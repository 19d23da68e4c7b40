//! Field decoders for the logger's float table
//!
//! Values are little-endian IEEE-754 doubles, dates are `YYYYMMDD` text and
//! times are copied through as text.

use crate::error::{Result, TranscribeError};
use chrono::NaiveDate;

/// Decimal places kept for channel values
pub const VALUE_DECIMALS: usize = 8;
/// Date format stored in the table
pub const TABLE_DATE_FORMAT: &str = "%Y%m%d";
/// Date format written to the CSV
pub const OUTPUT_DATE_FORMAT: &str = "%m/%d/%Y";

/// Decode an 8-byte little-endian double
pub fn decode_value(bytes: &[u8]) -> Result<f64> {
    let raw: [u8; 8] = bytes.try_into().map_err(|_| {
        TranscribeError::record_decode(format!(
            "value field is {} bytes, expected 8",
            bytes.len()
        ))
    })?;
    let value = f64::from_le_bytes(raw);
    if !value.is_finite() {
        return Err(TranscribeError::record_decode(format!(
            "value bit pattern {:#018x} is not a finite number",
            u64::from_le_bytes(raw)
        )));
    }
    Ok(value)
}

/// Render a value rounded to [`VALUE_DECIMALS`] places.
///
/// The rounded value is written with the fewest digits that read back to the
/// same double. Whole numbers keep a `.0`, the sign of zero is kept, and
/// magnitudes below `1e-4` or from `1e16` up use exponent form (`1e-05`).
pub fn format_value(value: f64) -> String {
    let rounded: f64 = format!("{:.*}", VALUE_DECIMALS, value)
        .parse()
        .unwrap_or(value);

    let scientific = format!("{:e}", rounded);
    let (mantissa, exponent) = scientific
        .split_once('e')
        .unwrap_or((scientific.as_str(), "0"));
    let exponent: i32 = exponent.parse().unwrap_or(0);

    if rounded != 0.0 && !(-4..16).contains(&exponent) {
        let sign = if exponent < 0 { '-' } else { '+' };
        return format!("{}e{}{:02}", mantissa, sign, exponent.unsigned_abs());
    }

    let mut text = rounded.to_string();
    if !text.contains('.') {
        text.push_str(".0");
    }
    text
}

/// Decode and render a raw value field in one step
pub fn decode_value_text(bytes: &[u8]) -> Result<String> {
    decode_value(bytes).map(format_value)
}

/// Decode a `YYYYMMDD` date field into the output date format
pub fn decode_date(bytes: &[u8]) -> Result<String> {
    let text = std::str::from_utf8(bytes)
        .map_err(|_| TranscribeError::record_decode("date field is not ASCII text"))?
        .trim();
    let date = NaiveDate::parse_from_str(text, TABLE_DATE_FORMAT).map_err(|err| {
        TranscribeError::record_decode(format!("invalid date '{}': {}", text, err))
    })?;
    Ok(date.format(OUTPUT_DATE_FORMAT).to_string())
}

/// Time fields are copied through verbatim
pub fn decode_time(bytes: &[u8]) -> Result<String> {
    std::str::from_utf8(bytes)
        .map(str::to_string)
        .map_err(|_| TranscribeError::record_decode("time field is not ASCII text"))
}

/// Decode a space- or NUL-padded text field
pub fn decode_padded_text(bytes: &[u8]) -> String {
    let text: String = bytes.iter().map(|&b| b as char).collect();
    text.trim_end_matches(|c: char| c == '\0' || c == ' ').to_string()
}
■ ■ ■
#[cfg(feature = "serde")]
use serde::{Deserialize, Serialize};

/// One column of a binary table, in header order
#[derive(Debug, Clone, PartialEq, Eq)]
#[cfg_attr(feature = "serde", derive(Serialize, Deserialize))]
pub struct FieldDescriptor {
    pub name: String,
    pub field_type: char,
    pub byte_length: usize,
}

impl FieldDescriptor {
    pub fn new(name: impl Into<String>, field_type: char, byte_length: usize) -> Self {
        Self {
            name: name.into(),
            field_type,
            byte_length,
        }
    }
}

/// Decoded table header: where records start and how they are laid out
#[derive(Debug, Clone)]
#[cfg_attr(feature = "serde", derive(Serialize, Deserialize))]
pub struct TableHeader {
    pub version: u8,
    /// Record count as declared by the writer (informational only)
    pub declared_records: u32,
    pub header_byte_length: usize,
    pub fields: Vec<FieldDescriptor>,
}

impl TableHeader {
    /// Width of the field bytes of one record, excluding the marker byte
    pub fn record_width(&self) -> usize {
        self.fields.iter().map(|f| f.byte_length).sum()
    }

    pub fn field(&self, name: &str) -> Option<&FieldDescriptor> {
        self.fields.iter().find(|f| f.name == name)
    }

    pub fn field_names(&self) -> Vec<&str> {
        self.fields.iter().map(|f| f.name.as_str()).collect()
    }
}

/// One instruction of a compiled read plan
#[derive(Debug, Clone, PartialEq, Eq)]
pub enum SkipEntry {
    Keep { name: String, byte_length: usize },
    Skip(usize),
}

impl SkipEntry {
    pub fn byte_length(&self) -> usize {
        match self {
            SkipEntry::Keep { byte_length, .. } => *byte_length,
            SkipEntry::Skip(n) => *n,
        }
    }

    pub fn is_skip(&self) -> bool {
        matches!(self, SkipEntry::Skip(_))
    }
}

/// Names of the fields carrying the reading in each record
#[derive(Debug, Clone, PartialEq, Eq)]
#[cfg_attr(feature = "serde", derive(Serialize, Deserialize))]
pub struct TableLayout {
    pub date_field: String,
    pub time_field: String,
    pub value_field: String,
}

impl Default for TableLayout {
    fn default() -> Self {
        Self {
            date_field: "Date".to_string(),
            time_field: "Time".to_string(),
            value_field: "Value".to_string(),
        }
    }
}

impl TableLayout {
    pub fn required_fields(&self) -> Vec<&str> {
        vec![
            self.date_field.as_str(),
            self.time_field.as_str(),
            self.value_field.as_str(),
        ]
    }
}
■ ■ ■
TASK ITEM —
Everything above from the line containing "repository 19d23da68e4c7b40" down to the line containing "let raw: [u8;" should be copied exactly, both end lines included, and nothing else.

RESPONSE BELOW —
repository 19d23da68e4c7b40
//! Field decoders for the logger's float table
//!
//! Values are little-endian IEEE-754 doubles, dates are `YYYYMMDD` text and
//! times are copied through as text.

use crate::error::{Result, TranscribeError};
use chrono::NaiveDate;

/// Decimal places kept for channel values
pub const VALUE_DECIMALS: usize = 8;
/// Date format stored in the table
pub const TABLE_DATE_FORMAT: &str = "%Y%m%d";
/// Date format written to the CSV
pub const OUTPUT_DATE_FORMAT: &str = "%m/%d/%Y";

/// Decode an 8-byte little-endian double
pub fn decode_value(bytes: &[u8]) -> Result<f64> {
    let raw: [u8; 8] = bytes.try_into().map_err(|_| {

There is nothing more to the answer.